Friends, I heard that you have a shortage of books. Is more than 100,000 books enough? Crawl in python in a few steps
This time with the mogodb database, feel mysql is too troublesome the following chart is my choice of Yisou inside the traversal of the site
First look at the code framework diagram
The first one, certainly first extract the links of each category inside the leaderboard ah, and then enter the links to crawl, first look at all_theme file
Look at the results of the run, which is for the books category
This is the link to all the pages inside each category constructed and the entrance to our crawler, a total of more than 5,000 pages
Next up are the encapsulated database operations, as multiple processes are used as well as multi-threading each process, they need to know which URLs have been crawled and which URLs need to be crawled!
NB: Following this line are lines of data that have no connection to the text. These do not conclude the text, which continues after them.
//! Shared test helpers for unit and integration tests.
//!
//! Gated behind `#[cfg(any(test, feature = "test-utils"))]` so these helpers
//! are available in unit tests and, via the `test-utils` feature, to other
//! crates' tests.

use crate::config::{CalibrationRow, OverflowPolicy, SimulationConfig, TrackingConfig};
use crate::engine::Engine;
use crate::fixed::Fixed64;
use crate::sim::SimulationStrategy;

// ===========================================================================
// Fixed-point helper
// ===========================================================================

pub fn fixed(v: f64) -> Fixed64 {
    Fixed64::from_num(v)
}

// ===========================================================================
// Configurations
// ===========================================================================

/// The reference outbreak: 100 people on 1000 m^2, one zombie, 15 days of
/// incubation, room for 100 bitten, no density calibration.
pub fn scenario_config() -> SimulationConfig {
    SimulationConfig::default()
}

/// 100 people on 200 m^2 with a normal density of 0.5, so the relative
/// density of the first step is exactly 1.
pub fn exact_density_config() -> SimulationConfig {
    SimulationConfig {
        land_area: 200.0,
        normal_population_density: 0.5,
        ..SimulationConfig::default()
    }
}

/// A crowding curve that raises the bite rate with density.
pub fn crowding_curve() -> Vec<CalibrationRow> {
    vec![
        CalibrationRow { x: 0.0, y: 0.0 },
        CalibrationRow { x: 0.5, y: 0.5 },
        CalibrationRow { x: 1.0, y: 1.0 },
        CalibrationRow { x: 2.0, y: 3.0 },
    ]
}

/// Tracked population on a `width x height` grid with one seed zombie.
pub fn tracked_config(width: u32, height: u32, seed: u64) -> SimulationConfig {
    SimulationConfig {
        susceptible: (width as u64 * height as u64) as f64,
        seed,
        overflow_policy: OverflowPolicy::RemainSusceptible,
        tracking: Some(TrackingConfig {
            grid_width: width,
            grid_height: height,
        }),
        ..SimulationConfig::default()
    }
}

// ===========================================================================
// Engines
// ===========================================================================

/// Engine in tick mode, so `advance` and `step` both run exactly one step.
pub fn tick_engine(config: &SimulationConfig) -> Engine {
    match Engine::new(config) {
        Ok(engine) => engine.with_strategy(SimulationStrategy::Tick),
        Err(e) => panic!("test config rejected: {e}"),
    }
}

/// Run `steps` steps.
pub fn run_steps(engine: &mut Engine, steps: u64) {
    for _ in 0..steps {
        engine.step();
    }
}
Let's set two states for each URL.
outstanding:URLs waiting to be crawled
complete:Crawl completed URL
processing:Ongoing URL.
Mmm! When an all initial URLs status is OUTSTANDING; when the crawl starts status changes to: PROCESSING; crawl completion status changes to: COMPLETE; failed URLs reset status to: OUTSTANDING.
To be able to handle the case where the URL process is terminated, we set a timing parameter and reset the state to outstanding when this value is exceeded.
Next is the main crawler program
Let's see the results.
There are only a hundred thousand books in there because a lot of them are duplicates, so disappointing after all the de-duplication ......
But with over 100,000 copies, that's enough!